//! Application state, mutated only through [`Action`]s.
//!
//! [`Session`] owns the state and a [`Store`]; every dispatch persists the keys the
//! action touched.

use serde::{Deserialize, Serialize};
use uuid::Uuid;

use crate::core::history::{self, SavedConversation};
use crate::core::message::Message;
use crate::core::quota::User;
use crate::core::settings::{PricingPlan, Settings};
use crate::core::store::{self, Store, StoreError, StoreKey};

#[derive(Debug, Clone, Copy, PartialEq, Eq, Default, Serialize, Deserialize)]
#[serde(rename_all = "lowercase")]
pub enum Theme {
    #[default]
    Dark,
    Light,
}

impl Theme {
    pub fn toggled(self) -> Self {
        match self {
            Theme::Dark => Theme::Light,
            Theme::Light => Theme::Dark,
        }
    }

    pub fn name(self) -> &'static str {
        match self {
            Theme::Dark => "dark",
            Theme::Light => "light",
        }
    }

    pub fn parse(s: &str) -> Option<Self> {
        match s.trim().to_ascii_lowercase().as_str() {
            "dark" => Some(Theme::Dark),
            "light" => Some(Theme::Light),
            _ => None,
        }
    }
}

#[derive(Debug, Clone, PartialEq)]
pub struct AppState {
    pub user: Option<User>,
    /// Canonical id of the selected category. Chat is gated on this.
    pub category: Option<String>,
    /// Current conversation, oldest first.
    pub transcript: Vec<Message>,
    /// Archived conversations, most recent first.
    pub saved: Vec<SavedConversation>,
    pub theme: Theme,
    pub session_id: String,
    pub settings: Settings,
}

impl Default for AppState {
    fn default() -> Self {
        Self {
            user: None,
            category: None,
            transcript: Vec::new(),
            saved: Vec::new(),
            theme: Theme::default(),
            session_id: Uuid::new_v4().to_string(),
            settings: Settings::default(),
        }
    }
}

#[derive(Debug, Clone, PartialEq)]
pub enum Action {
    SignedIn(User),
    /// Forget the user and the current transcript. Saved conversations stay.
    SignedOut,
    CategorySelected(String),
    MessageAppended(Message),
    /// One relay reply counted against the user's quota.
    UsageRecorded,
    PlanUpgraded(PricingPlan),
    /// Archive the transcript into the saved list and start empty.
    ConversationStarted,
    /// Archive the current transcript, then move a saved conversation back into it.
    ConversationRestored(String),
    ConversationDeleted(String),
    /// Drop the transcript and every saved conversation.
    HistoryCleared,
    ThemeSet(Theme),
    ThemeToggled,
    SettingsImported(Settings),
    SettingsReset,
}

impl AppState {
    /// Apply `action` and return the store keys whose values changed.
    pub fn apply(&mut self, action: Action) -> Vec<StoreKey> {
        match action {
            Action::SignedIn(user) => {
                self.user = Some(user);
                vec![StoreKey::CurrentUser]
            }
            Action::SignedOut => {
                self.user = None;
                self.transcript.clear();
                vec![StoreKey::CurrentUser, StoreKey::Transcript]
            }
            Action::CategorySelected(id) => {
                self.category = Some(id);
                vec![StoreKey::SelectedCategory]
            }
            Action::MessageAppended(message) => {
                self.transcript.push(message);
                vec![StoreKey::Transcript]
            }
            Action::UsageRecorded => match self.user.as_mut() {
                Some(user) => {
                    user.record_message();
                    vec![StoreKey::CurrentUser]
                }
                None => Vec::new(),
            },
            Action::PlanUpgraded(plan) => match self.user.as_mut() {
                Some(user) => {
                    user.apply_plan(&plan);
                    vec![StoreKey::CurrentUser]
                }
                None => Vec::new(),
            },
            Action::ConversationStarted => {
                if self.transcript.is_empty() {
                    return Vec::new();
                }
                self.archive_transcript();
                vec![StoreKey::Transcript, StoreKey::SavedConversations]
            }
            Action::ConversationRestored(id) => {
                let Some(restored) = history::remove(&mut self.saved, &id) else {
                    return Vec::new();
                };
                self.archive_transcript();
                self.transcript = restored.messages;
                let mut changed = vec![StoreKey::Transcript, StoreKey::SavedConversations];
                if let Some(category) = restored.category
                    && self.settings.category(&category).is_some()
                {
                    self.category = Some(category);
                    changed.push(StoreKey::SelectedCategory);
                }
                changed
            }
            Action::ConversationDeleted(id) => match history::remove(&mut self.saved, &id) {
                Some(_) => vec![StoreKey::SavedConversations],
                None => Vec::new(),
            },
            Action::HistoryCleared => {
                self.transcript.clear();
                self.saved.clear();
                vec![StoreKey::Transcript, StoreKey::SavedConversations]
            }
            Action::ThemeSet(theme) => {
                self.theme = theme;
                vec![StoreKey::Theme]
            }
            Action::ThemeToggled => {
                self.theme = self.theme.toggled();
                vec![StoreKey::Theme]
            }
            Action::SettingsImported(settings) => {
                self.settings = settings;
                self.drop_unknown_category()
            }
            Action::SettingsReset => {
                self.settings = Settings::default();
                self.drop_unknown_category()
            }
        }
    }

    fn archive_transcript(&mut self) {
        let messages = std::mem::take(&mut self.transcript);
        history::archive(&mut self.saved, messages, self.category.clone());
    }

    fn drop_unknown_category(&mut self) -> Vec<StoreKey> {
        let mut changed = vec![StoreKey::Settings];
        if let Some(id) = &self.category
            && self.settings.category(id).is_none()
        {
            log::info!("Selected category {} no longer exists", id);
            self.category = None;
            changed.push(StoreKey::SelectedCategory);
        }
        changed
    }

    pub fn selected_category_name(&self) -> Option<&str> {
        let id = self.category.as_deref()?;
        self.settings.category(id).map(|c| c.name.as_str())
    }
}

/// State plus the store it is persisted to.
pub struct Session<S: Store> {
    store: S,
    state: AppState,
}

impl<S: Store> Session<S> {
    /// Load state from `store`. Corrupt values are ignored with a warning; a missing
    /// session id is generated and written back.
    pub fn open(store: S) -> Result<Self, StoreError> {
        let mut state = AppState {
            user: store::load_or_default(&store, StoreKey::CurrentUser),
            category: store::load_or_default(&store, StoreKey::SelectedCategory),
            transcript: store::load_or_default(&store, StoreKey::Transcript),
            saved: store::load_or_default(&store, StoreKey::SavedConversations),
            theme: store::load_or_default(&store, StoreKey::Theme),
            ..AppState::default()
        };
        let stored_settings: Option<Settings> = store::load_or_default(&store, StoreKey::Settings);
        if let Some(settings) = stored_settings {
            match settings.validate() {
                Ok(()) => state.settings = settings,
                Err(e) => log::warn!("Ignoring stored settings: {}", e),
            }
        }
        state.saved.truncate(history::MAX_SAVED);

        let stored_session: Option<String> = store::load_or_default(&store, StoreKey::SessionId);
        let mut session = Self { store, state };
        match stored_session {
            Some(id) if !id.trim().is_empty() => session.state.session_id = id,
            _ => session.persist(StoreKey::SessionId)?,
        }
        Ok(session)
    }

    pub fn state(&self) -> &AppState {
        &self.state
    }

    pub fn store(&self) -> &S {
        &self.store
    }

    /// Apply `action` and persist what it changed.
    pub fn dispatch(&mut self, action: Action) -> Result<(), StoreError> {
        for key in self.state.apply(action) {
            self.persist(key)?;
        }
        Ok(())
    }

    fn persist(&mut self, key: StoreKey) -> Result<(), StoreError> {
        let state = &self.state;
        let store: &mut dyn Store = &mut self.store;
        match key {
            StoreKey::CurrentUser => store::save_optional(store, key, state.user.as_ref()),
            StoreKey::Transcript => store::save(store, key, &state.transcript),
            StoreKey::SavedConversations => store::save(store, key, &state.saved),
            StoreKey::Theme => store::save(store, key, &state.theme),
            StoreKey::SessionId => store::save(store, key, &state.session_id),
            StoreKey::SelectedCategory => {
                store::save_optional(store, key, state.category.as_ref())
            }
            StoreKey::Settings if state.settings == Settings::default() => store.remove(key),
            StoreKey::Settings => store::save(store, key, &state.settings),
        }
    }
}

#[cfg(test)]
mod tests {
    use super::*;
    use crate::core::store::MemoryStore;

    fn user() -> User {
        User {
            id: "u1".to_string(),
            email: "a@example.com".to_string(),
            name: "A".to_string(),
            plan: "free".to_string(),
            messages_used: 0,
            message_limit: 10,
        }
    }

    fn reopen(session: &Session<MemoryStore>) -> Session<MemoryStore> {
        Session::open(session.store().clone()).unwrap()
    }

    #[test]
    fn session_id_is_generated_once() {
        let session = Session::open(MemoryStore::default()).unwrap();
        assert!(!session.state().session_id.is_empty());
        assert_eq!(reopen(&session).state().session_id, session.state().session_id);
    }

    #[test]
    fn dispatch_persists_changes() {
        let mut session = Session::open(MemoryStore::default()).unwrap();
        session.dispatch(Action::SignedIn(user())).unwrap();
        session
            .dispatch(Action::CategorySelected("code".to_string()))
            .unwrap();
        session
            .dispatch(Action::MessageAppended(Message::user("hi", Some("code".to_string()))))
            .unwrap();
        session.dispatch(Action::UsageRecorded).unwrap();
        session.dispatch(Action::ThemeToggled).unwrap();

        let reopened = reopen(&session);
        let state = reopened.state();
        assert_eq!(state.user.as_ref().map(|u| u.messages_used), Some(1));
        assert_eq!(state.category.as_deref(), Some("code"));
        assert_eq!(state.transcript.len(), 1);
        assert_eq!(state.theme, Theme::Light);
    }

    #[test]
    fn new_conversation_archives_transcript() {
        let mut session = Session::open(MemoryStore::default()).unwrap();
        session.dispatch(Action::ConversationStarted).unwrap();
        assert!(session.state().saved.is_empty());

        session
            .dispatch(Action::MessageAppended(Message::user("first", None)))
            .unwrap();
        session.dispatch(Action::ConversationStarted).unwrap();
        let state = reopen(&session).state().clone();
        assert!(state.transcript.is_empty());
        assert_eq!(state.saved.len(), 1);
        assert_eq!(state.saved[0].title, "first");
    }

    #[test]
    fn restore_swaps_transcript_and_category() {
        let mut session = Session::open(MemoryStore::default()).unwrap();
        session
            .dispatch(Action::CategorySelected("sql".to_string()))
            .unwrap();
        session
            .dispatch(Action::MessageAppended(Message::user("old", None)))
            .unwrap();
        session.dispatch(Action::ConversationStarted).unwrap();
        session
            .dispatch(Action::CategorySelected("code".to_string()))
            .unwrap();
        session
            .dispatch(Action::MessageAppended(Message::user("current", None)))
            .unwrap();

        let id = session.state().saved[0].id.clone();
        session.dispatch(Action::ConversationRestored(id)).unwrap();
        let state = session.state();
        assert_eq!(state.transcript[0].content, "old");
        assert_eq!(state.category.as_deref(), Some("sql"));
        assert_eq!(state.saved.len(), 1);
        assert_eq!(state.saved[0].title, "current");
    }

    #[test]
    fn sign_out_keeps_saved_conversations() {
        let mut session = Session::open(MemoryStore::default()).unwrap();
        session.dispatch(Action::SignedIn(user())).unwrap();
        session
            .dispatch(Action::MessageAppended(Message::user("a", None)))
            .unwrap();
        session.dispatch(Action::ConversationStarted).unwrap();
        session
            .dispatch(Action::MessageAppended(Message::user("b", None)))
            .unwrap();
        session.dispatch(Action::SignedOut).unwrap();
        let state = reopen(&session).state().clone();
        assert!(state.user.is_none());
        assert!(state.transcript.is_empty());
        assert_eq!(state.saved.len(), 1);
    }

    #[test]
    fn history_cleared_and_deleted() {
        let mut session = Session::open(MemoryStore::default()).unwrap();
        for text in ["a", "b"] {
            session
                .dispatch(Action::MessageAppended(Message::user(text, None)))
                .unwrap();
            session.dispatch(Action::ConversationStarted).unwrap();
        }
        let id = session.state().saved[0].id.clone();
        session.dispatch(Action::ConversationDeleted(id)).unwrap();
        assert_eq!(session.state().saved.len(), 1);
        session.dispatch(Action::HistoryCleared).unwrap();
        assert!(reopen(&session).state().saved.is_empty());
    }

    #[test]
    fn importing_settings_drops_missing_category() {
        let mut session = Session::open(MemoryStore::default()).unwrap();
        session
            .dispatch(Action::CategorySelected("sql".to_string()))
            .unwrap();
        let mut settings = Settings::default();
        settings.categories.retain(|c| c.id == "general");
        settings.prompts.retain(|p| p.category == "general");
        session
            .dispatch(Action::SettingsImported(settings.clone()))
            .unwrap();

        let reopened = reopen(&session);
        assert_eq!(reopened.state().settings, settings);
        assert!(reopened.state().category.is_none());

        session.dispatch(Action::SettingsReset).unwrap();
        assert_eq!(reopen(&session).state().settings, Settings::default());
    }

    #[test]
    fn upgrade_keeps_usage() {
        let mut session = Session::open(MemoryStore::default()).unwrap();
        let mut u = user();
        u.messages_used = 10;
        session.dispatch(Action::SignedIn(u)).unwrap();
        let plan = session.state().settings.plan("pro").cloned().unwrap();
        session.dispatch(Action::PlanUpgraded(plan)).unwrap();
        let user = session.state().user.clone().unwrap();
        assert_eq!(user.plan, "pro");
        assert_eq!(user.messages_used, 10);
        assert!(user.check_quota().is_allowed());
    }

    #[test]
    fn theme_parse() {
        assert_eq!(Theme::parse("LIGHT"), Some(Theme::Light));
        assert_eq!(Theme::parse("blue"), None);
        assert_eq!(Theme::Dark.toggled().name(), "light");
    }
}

===============

*Aim of the exercise*
Return all lines above that mention the word "retain".

*Solved problem*
        settings.categories.retain(|c| c.id == "general");
        settings.prompts.retain(|p| p.category == "general");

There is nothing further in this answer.